Nearly 270,000 residents bought insurance on the individual market last year, either on the state exchange or directly though insurance agents of health plans. As enrollment closed this week in Minnesota, that number was down to roughly 190,000, according to the state’s main trade group for health plans.
That likely means more people chose to go uninsured for 2017, scared off by massive premium increases or the uncertainty surrounding the federal health care law in the new Trump administration. Industry experts, state officials and lawmakers fear the smaller pool is a recipe for another year of rising costs unless they step in with new policies.
“I’m concerned with the market shrinking this much that recovery becomes even more difficult,” said Sen. Michelle Benson, a top Republican on health care issues.
The shrinking of the individual market, where shoppers who aren’t covered through employers or public programs buy their insurance, follows a perilous year for Minnesota’s health care system.
The state’s largest insurer, Blue Cross Blue Shield, left the market for 2017, nearly sparking a complete exodus by the remaining plans. To keep them on board, state regulators agreed to massive premium hikes: from 50 percent to 67 percent, on average.
Federal subsidies helped offset the sticker shock, driving MNsure enrollment to a record-high of more than 117,500. Despite a novel state program that cut premiums by 25 percent for shoppers who don’t get federal help, the overall number of shoppers buying coverage on their own still dropped precipitously.

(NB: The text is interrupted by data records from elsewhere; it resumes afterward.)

//! Static routing built at startup: source channel → destination channel,
//! destination channel → owning outbound identity token.

use serde::{Deserialize, Serialize};
use std::collections::HashMap;
use thiserror::Error;
use tracing::warn;

#[derive(Debug, Error, PartialEq, Eq)]
pub enum RoutingError {
    #[error("invalid channel id '{0}'")]
    InvalidChannelId(String),
    #[error("source channel {0} is mapped more than once")]
    DuplicateSource(u64),
    #[error("target channel {channel} is claimed by both '{first}' and '{second}'")]
    DuplicateTarget {
        channel: u64,
        first: String,
        second: String,
    },
}

/// Parse a channel id, rejecting zero and non-numeric values.
pub fn parse_channel_id(raw: &str) -> Result<u64, RoutingError> {
    match raw.trim().parse::<u64>() {
        Ok(0) | Err(_) => Err(RoutingError::InvalidChannelId(raw.to_string())),
        Ok(id) => Ok(id),
    }
}

/// Per-channel translation settings
#[derive(Debug, Clone, PartialEq, Eq, Serialize, Deserialize)]
pub struct TranslateSettings {
    #[serde(default)]
    pub enabled: bool,
    #[serde(default = "default_target_language")]
    pub target_language: String,
    #[serde(default = "default_translate_model")]
    pub model: String,
}

fn default_target_language() -> String {
    "chinese".to_string()
}

fn default_translate_model() -> String {
    "gpt-4o-mini".to_string()
}

impl Default for TranslateSettings {
    fn default() -> Self {
        Self {
            enabled: false,
            target_language: default_target_language(),
            model: default_translate_model(),
        }
    }
}

#[derive(Debug, Clone, PartialEq, Eq)]
pub struct ChannelMapping {
    pub source_channel_id: u64,
    pub target_channel_id: u64,
    pub translate: Option<TranslateSettings>,
}

impl ChannelMapping {
    /// Translation settings, only when enabled.
    pub fn active_translation(&self) -> Option<&TranslateSettings> {
        self.translate.as_ref().filter(|t| t.enabled)
    }
}

/// A destination channel declared by one outbound identity
#[derive(Clone, PartialEq, Eq)]
pub struct RoutingEntry {
    pub target_channel_id: u64,
    pub owning_token: String,
    /// Human label of the owning identity, used in errors and logs
    pub remark: String,
}

impl std::fmt::Debug for RoutingEntry {
    fn fmt(&self, f: &mut std::fmt::Formatter<'_>) -> std::fmt::Result {
        f.debug_struct("RoutingEntry")
            .field("target_channel_id", &self.target_channel_id)
            .field("owning_token", &token_prefix(&self.owning_token))
            .field("remark", &self.remark)
            .finish()
    }
}

#[derive(Debug, Clone, Default)]
pub struct RoutingTable {
    mappings: HashMap<u64, ChannelMapping>,
    owners: HashMap<u64, RoutingEntry>,
}

impl RoutingTable {
    /// Build the table, rejecting duplicate sources and contested targets.
    pub fn build(
        mappings: impl IntoIterator<Item = ChannelMapping>,
        entries: impl IntoIterator<Item = RoutingEntry>,
    ) -> Result<Self, RoutingError> {
        let mut table = Self::default();

        for mapping in mappings {
            let source = mapping.source_channel_id;
            if table.mappings.insert(source, mapping).is_some() {
                return Err(RoutingError::DuplicateSource(source));
            }
        }

        for entry in entries {
            if let Some(existing) = table.owners.get(&entry.target_channel_id) {
                return Err(RoutingError::DuplicateTarget {
                    channel: entry.target_channel_id,
                    first: existing.remark.clone(),
                    second: entry.remark,
                });
            }
            table.owners.insert(entry.target_channel_id, entry);
        }

        for target in table.unowned_targets() {
            warn!(
                "Target channel {} has no owning bot; messages routed there will be dropped",
                target
            );
        }

        Ok(table)
    }

    pub fn mapping(&self, source_channel_id: u64) -> Option<&ChannelMapping> {
        self.mappings.get(&source_channel_id)
    }

    pub fn target_for(&self, source_channel_id: u64) -> Option<u64> {
        self.mapping(source_channel_id).map(|m| m.target_channel_id)
    }

    pub fn owner_of(&self, target_channel_id: u64) -> Option<&RoutingEntry> {
        self.owners.get(&target_channel_id)
    }

    pub fn mappings(&self) -> impl Iterator<Item = &ChannelMapping> {
        self.mappings.values()
    }

    /// Mapped targets that no identity declared, sorted.
    pub fn unowned_targets(&self) -> Vec<u64> {
        let mut targets: Vec<u64> = self
            .mappings
            .values()
            .map(|m| m.target_channel_id)
            .filter(|t| !self.owners.contains_key(t))
            .collect();
        targets.sort_unstable();
        targets.dedup();
        targets
    }
}

/// First ten characters of a token, safe for logs.
pub fn token_prefix(token: &str) -> String {
    let prefix: String = token.chars().take(10).collect();
    format!("{}...", prefix)
}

“Medical bills are too high and people are making difficult choices to forego insurance and hope they don’t get sick,” said Jim Schowalter, president of the Minnesota Council of Health Plans.

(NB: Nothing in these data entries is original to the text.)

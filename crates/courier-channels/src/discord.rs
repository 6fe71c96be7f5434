//! Outbound bot identity using Serenity

use anyhow::{Context as _, Result};
use async_trait::async_trait;
use courier_core::identity::OutboundIdentity;
use courier_core::types::{ChannelInfo, OutboundPayload, RichItem};
use serenity::builder::{
    CreateAttachment, CreateEmbed, CreateEmbedAuthor, CreateEmbedFooter, CreateMessage,
};
use serenity::http::Http;
use serenity::{model::gateway::Ready, model::prelude::*, prelude::*};
use std::sync::Arc;
use tokio::task::JoinHandle;
use tracing::{debug, error, info, warn};

use crate::is_fatal_gateway_error;

/// A bot account that owns destination channels
pub struct DiscordIdentity {
    http: Arc<Http>,
    identity_id: u64,
    label: String,
}

impl DiscordIdentity {
    /// Authenticate over REST and learn the bot's own user id.
    pub async fn login(token: &str, label: &str) -> Result<Self> {
        let http = Arc::new(Http::new(token));
        let me = http
            .get_current_user()
            .await
            .with_context(|| format!("Failed to log in bot '{}'", label))?;
        info!("Bot '{}' authenticated as {} ({})", label, me.name, me.id);
        Ok(Self {
            http,
            identity_id: me.id.get(),
            label: label.to_string(),
        })
    }

    pub fn identity_id(&self) -> u64 {
        self.identity_id
    }
}

#[async_trait]
impl OutboundIdentity for DiscordIdentity {
    async fn send(&self, channel_id: u64, payload: OutboundPayload) -> Result<()> {
        let channel = ChannelId::new(channel_id);
        let builder = match payload {
            OutboundPayload::Message { text, rich_items } => {
                let mut builder =
                    CreateMessage::new().embeds(rich_items.iter().map(to_embed).collect());
                if let Some(text) = text {
                    builder = builder.content(text);
                }
                builder
            }
            OutboundPayload::Attachment { filename, data } => {
                CreateMessage::new().add_file(CreateAttachment::bytes(data, filename))
            }
        };
        channel
            .send_message(&self.http, builder)
            .await
            .with_context(|| format!("Failed to send to channel {} as '{}'", channel_id, self.label))?;
        Ok(())
    }

    async fn get_channel(&self, channel_id: u64) -> Result<Option<ChannelInfo>> {
        match self.http.get_channel(ChannelId::new(channel_id)).await {
            Ok(channel) => Ok(Some(ChannelInfo {
                id: channel_id,
                name: channel.guild().map(|c| c.name),
            })),
            Err(e) => {
                debug!("Channel {} not visible to '{}': {}", channel_id, self.label, e);
                Ok(None)
            }
        }
    }

    fn label(&self) -> &str {
        &self.label
    }
}

fn to_embed(item: &RichItem) -> CreateEmbed {
    let mut embed = CreateEmbed::new();
    if let Some(title) = &item.title {
        embed = embed.title(title.as_str());
    }
    if let Some(description) = &item.description {
        embed = embed.description(description.as_str());
    }
    if let Some(url) = &item.url {
        embed = embed.url(url.as_str());
    }
    if let Some(color) = item.color {
        embed = embed.colour(color);
    }
    if let Some(image) = &item.image_url {
        embed = embed.image(image.as_str());
    }
    if let Some(thumbnail) = &item.thumbnail_url {
        embed = embed.thumbnail(thumbnail.as_str());
    }
    if let Some(footer) = &item.footer_text {
        embed = embed.footer(CreateEmbedFooter::new(footer.as_str()));
    }
    if let Some(author) = &item.author_name {
        embed = embed.author(CreateEmbedAuthor::new(author.as_str()));
    }
    embed.fields(
        item.fields
            .iter()
            .map(|f| (f.name.clone(), f.value.clone(), f.inline)),
    )
}

/// Event handler for a bot's own gateway stream: answers `ping`
struct BotHandler {
    identity_id: u64,
    label: String,
}

#[async_trait]
impl EventHandler for BotHandler {
    async fn message(&self, ctx: Context, msg: Message) {
        if msg.author.id.get() == self.identity_id {
            return;
        }
        if msg.content == "ping" {
            if let Err(e) = msg.channel_id.say(&ctx.http, "pong").await {
                warn!("'{}' failed to answer ping: {}", self.label, e);
            }
        }
    }

    async fn ready(&self, _ctx: Context, ready: Ready) {
        info!("Bot '{}' gateway ready as {}", self.label, ready.user.name);
    }
}

/// Connect a bot's gateway in the background.
pub fn spawn_gateway(token: String, identity_id: u64, label: String) -> JoinHandle<()> {
    tokio::spawn(async move {
        let intents = GatewayIntents::GUILD_MESSAGES
            | GatewayIntents::DIRECT_MESSAGES
            | GatewayIntents::MESSAGE_CONTENT;
        let handler = BotHandler {
            identity_id,
            label: label.clone(),
        };

        let mut client = match Client::builder(&token, intents).event_handler(handler).await {
            Ok(c) => c,
            Err(e) => {
                error!("Failed to create gateway client for '{}': {}", label, e);
                return;
            }
        };

        match client.start().await {
            Ok(()) => info!("Gateway for '{}' stopped cleanly", label),
            Err(e) if is_fatal_gateway_error(&e) => {
                error!("Gateway for '{}' hit a fatal error: {}", label, e);
            }
            Err(e) => error!("Gateway for '{}' stopped: {}", label, e),
        }
    })
}
//! courier-core - The relay pipeline of courier
//!
//! This crate provides:
//! - Normalization of inbound message events, including recovery of quoted or
//!   forwarded content and the HTTP re-fetch fallback for malformed rich content
//! - Keyword and author filtering with literal keyword substitution
//! - Optional machine translation of text and rich items
//! - Routing from source channels to the bot identity owning each destination

pub mod filter;
pub mod forward;
pub mod identity;
pub mod normalize;
pub mod relay;
pub mod rest;
pub mod rich;
pub mod routing;
pub mod translate;
pub mod types;

// Re-export main types for convenience
pub use filter::{ContentFilter, KeywordFilter, ReplaceRule, UserFilter};
pub use forward::Forwarder;
pub use identity::{IdentityRegistry, OutboundIdentity};
pub use normalize::{ContentSource, LatestMessageSource, Normalizer};
pub use relay::Relay;
pub use rest::DiscordRest;
pub use routing::{ChannelMapping, RoutingEntry, RoutingError, RoutingTable, TranslateSettings};
pub use translate::{ChatTranslator, Translate};
pub use types::{
    AttachmentRef, ChannelInfo, InboundEvent, NormalizedMessage, OutboundPayload, RichItem,
};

Just 5 percent of Minnesota residents buy coverage on their own, but that’s the critical market President Barack Obama’s health care law targeted to reduce the nation’s uninsured rate and eventually lower health care costs.
Chris Sloan, a managing partner at the Washington, D.C.-based Avalere Health said the shrinking pool in Minnesota is creating a self-fulfilling prophecy: As more healthy people decide the high monthly premiums aren’t worth it, it leaves behind a smaller pool of sicker residents to cover medical costs, driving up prices for the next year.
“If we don’t have other people, that cost is going to get concentrated on fewer and fewer people,” Schowalter said. “It really makes us concerned about what’s ahead.”
Any possible fixes lawmakers could make are complicated by the unclear approach President Donald Trump’s administration will take in replacing the Affordable Care Act. But with insurers about to set 2018 rates this spring, lawmakers agree they can’t afford to wait.
“We have to do the reasonable things we can to impact Minnesota’s market,” Benson said. “We can’t count on DC being the savior.”
One prominent option is a reinsurance program, which would use state money to help offset insurers’ heavy losses in hopes of avoiding another round of massive premium hikes. It’s unclear how much that might cost or where the money would come from, but Democrats and Republicans alike appear to be on board with the concept.
Democratic Gov. Mark Dayton has said he’s open to it, but he’s pitching a drastically different approach: A public health care option that would allow every Minnesota resident to buy into the state’s low-income health program, MinnesotaCare. That would further winnow the state’s individual market, but Dayton said Thursday it’s the best option to provide stable and affordable health insurance.
“We want to add more competition. We want to have a lower-priced option for people,” he said.